A simple approach is to use round-robin DNS:
keystone.example.com. IN A 192.168.0.21
keystone.example.com. IN A 192.168.0.22
swift.example.com. IN A 192.168.0.11
swift.example.com. IN A 192.168.0.12

Then, add your endpoints using the A resource record:

# openstack endpoint create --region RegionOne identity public http://keystone.example.com:5000/v3
# openstack endpoint create --region RegionOne object-store public http://swift.example.com:8080/v1/AUTH_%\(tenant_id\)s

It’s quick, easy, and cheap. But you lose availability if one server is offline; the DNS record will be cached for the duration of the TTL and client will continue attempting to connect  to the unavailable IP. You can set a low TTL (<5min) to reduce this, at the expense of increased DNS queries.

For better availability, you can use a third IP for each service to configure an external load balancer to distribute requests. The load balancer can initiate HTTP/TCP health checks and remove a server from the pool until it’s back online. HAProxy and Nginx are both good options to explore.  Then your endpoint becomes the DNS A record for the IP of the load balancer.


> Also what should I use when I create a swift endpoints? Does he have to point on itself or on the keystone server?

The DNS name or IP for the Swift proxies (plus protocol, API version, and tenant variable of course) should be the endpoint added to keystone. Keystone is the authentication mechanism, and returns a catalog containing the URL for the proxies.


> My aim is to connect the keystone 1 to the proxy 1 and the keystone 2 to the proxy 2 to. i.e. : Proxy 1 should always check tokens only in the keystone1 server and the proxy 2 should always check tokens only in the keystone 2 server. But I want to be able to receive tokens from any keystone server (a user can receive a token from the keystone 1 and be authenticated in the proxy 2 with that token).

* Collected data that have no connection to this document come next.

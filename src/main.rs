//! Resolve the sensor node configuration from its defaults and overrides,
//! validate it, and print the effective values with secrets redacted.
use sensor_config::config::ConfigurationSet;
use sensor_config::header;
use sensor_config::mqtt;
use sensor_config::overrides::Assignment;
use sensor_config::provider::{self, ConfigurationProvider, DEFAULT_ENV_PREFIX};

use anyhow::{Context, Result};
use clap::{Parser, ValueEnum};
use log::debug;
use std::path::PathBuf;

#[derive(Debug, Clone, Copy, ValueEnum)]
enum Format {
    Text,
    Json,
    Header,
}

#[derive(Debug, Parser)]
#[command(version = env!("CARGO_PKG_VERSION"))]
#[command(name = env!("CARGO_BIN_NAME"))]
/// Sensor node configuration resolver
///
/// Overrides are applied in this order, later ones winning:
/// headers (-c), structured files (-f), environment, assignments (-s).
/// Any key an override leaves undefined falls back to the defaults.
///
/// Recognised keys:
///     MQTT_SERVER_HOST, MQTT_PORT, MQTT_USER, MQTT_PASS,
///     WIFI_SSID, WIFI_PASS, LOCATION_NAME
///
/// Header syntax:
///     #define KEY "string"   |   #define KEY 1234   |   KEY=value
pub struct Cli {
    /// Header holding the default values (built-in example values if absent).
    #[arg(short = 'd', value_names = ["defaults-path"])]
    defaults: Option<PathBuf>,

    /// Override header, repeatable.
    #[arg(short = 'c', value_names = ["header-path"])]
    headers: Vec<PathBuf>,

    /// Override file in JSON or TOML format, repeatable.
    #[arg(short = 'f', value_names = ["config-path"])]
    files: Vec<PathBuf>,

    /// Prefix of the environment variables to read (PREFIX_KEY).
    #[arg(short = 'e', default_value = DEFAULT_ENV_PREFIX)]
    env_prefix: String,

    /// Do not read overrides from the environment.
    #[arg(long)]
    no_env: bool,

    /// Single override, repeatable.
    #[arg(short = 's', value_names = ["KEY=value"])]
    set: Vec<Assignment>,

    /// Output format. Secrets are redacted in every format.
    #[arg(long, value_enum, default_value_t = Format::Text)]
    format: Format,

    /// Also print the telemetry topics derived from the location.
    #[arg(long)]
    topics: bool,
}

fn main() -> Result<()> {
    env_logger::init();
    let cli = Cli::parse();

    let provider = configure_provider(&cli)?;
    let config = provider.load().context("Failed to resolve configuration")?;
    let config = provider::install(config)?;

    print_config(config, cli.format)?;
    if cli.topics {
        for topic in mqtt::telemetry_topics(config) {
            println!("{topic}");
        }
    }
    Ok(())
}

// Stack the override sources named on the command line on top of the
// defaults.
fn configure_provider(cli: &Cli) -> Result<ConfigurationProvider> {
    let mut builder = ConfigurationProvider::builder();
    if let Some(defaults) = cli.defaults.as_ref() {
        builder = builder.defaults_header(defaults);
    }
    for path in cli.headers.iter() {
        builder = builder.header(path);
    }
    for path in cli.files.iter() {
        builder = builder.file(path);
    }
    if !cli.no_env {
        builder = builder.environment(&cli.env_prefix);
    }
    debug!("inline overrides: {:?}", cli.set);
    builder
        .assignments(&cli.set)
        .build()
        .context("Failed to load configuration defaults")
}

fn print_config(config: &ConfigurationSet, format: Format) -> Result<()> {
    match format {
        Format::Text => print!("{config}"),
        Format::Json => println!(
            "{}",
            serde_json::to_string_pretty(config).context("Failed to serialize configuration")?
        ),
        Format::Header => print!("{}", header::render(config)),
    }
    Ok(())
}
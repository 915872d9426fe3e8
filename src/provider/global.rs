use crate::config::ConfigurationSet;

use std::sync::OnceLock;
use thiserror::Error;

#[derive(Debug, Error, PartialEq, Eq)]
pub enum InstallError {
    #[error("configuration already installed")]
    AlreadyInstalled,
}

static INSTANCE: OnceLock<ConfigurationSet> = OnceLock::new();

/// Make `set` the process-wide configuration. Only the first call succeeds;
/// the installed set lives until the process exits.
pub fn install(set: ConfigurationSet) -> Result<&'static ConfigurationSet, InstallError> {
    let mut installed_now = false;
    let installed = INSTANCE.get_or_init(|| {
        installed_now = true;
        set
    });
    if installed_now {
        Ok(installed)
    } else {
        Err(InstallError::AlreadyInstalled)
    }
}

/// The process-wide configuration, once installed.
pub fn current() -> Option<&'static ConfigurationSet> {
    INSTANCE.get()
}

#[cfg(test)]
mod tests {
    use super::*;
    use crate::config::ConfigLayer;
    use crate::provider::resolve;

    // The only test in the crate that touches the process-wide instance.
    #[test]
    fn test_install_once() {
        let set = resolve(&ConfigLayer::example(), &ConfigLayer::default()).expect("resolve");
        let installed = install(set.clone()).expect("first install");
        assert_eq!(installed, &set);
        assert!(std::ptr::eq(installed, current().expect("installed")));
        assert_eq!(install(set), Err(InstallError::AlreadyInstalled));
    }
}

You’ll need a way to distribute the fernet keys across multiple Keystone servers, since they’re not stored in a database like UUID:
http://docs.openstack.org/admin-guide/keystone-fernet-token-faq.html#how-should-i-approach-key-distribution

Rsync is one approach, since each key is maintained in a separate file. This is easier with an Active/Passive Keystone configuration, though.
For Active/Active keystone configurations, you may want to mount a replicated block device and use a clustered filesystem for your fernet-keys directory. One approach might be DRBD+GFS.

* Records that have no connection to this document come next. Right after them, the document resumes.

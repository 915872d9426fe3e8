//! Adapters that let header files and in-memory layers take part in a
//! `config` crate builder alongside its own file and environment sources.
use crate::config::{ConfigKey, ConfigLayer};
use crate::header;

use config::{ConfigError, Map, Source, Value, ValueKind};
use log::debug;
use std::path::{Path, PathBuf};

/// A header file (`#define` / `KEY=value`) as a configuration source.
#[derive(Debug, Clone)]
pub struct HeaderFile {
    path: PathBuf,
    required: bool,
}

impl HeaderFile {
    pub fn new(path: impl Into<PathBuf>) -> Self {
        Self {
            path: path.into(),
            required: true,
        }
    }

    pub fn path(&self) -> &Path {
        &self.path
    }

    /// An optional header contributes nothing when the file does not exist.
    pub fn required(mut self, required: bool) -> Self {
        self.required = required;
        self
    }
}

impl Source for HeaderFile {
    fn clone_into_box(&self) -> Box<dyn Source + Send + Sync> {
        Box::new(self.clone())
    }

    fn collect(&self) -> Result<Map<String, Value>, ConfigError> {
        if !self.required && !self.path.exists() {
            debug!("optional header {} not present", self.path.display());
            return Ok(Map::new());
        }
        let layer = header::read(&self.path).map_err(|e| ConfigError::Foreign(Box::new(e)))?;
        Ok(layer_to_map(&layer, &self.path.display().to_string()))
    }
}

/// An already-parsed layer (inline assignments, a provisioning payload) as
/// a configuration source.
#[derive(Debug, Clone)]
pub struct LayerSource {
    origin: String,
    layer: ConfigLayer,
}

impl LayerSource {
    pub fn new(origin: impl Into<String>, layer: ConfigLayer) -> Self {
        Self {
            origin: origin.into(),
            layer,
        }
    }

    pub fn origin(&self) -> &str {
        &self.origin
    }
}

impl Source for LayerSource {
    fn clone_into_box(&self) -> Box<dyn Source + Send + Sync> {
        Box::new(self.clone())
    }

    fn collect(&self) -> Result<Map<String, Value>, ConfigError> {
        Ok(layer_to_map(&self.layer, &self.origin))
    }
}

// Only the keys the layer defines are emitted, so lower-priority sources
// keep their values for the rest.
fn layer_to_map(layer: &ConfigLayer, origin: &str) -> Map<String, Value> {
    let origin = origin.to_owned();
    let mut map = Map::new();
    for key in layer.defined_keys() {
        let kind = match key {
            ConfigKey::BrokerPort => layer
                .broker_port
                .map(|port| ValueKind::I64(i64::from(port.get()))),
            ConfigKey::BrokerHost => layer.broker_host.clone().map(ValueKind::String),
            ConfigKey::Username => layer.username.clone().map(ValueKind::String),
            ConfigKey::Password => layer
                .password
                .as_ref()
                .map(|s| ValueKind::String(s.expose().to_owned())),
            ConfigKey::WifiSsid => layer.wifi_ssid.clone().map(ValueKind::String),
            ConfigKey::WifiPassword => layer
                .wifi_password
                .as_ref()
                .map(|s| ValueKind::String(s.expose().to_owned())),
            ConfigKey::LocationLabel => layer.location_label.clone().map(ValueKind::String),
        };
        if let Some(kind) = kind {
            map.insert(key.field().to_owned(), Value::new(Some(&origin), kind));
        }
    }
    map
}

#[cfg(test)]
mod tests {
    use super::*;
    use std::io::Write;

    #[test]
    fn test_layer_source_emits_defined_keys_only() {
        let mut layer = ConfigLayer::default();
        layer.set(ConfigKey::WifiSsid, "HomeNet").expect("set");
        layer.set(ConfigKey::BrokerPort, "1883").expect("set");
        let map = LayerSource::new("test", layer).collect().expect("collect");
        assert_eq!(map.len(), 2);
        assert!(map.contains_key("wifi_ssid"));
        assert!(map.contains_key("mqtt_port"));
    }

    #[test]
    fn test_optional_header_may_be_absent() {
        let dir = tempfile::tempdir().expect("tempdir");
        let source = HeaderFile::new(dir.path().join("config.h")).required(false);
        assert!(source.collect().expect("collect").is_empty());

        let source = HeaderFile::new(dir.path().join("config.h"));
        assert!(source.collect().is_err());
    }

    #[test]
    fn test_header_file_collects() {
        let mut file = tempfile::NamedTempFile::new().expect("tempfile");
        writeln!(file, "#define MQTT_SERVER_HOST \"broker.local\"").expect("write");
        let map = HeaderFile::new(file.path()).collect().expect("collect");
        assert_eq!(map.len(), 1);
        let host = map
            .get("mqtt_server_host")
            .cloned()
            .expect("host")
            .into_string()
            .expect("string");
        assert_eq!(host, "broker.local");
    }
}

https://www.drbd.org/en/use-cases/high-availability
https://www.drbd.org/en/doc/users-guide-83/s-dual-primary-mode


To have proxies only validate a token from a specific keystone server, you could have each proxy configured to use /etc/hosts or a local DNS resolver that always returns the “local” keystone IP, so that the proxy will query the correct endpoint. That way, you can still reference “keystone.example.com” in each of your proxy.conf files for token validation.

Eg,

swift_proxy1:/etc/hosts:
192.168.0.21 keystone keystone.example.com

swift_proxy2:/etc/hosts:
192.168.0.22 keystone keystone.example.com


If Keystone is active/active and providing global tokens, any keystone server can validate the token (assuming correct key distribution above). It would make sense to have local Keystone affinity for token validation if you had a multi-region Swift cluster and network latency is high between those two regions. I’m not clear why you would want to do this on a local network, though, since the IP ranges you referenced would be on the same network segment. There wouldn’t be any latency difference if proxy2 queries keystone1 and vice versa.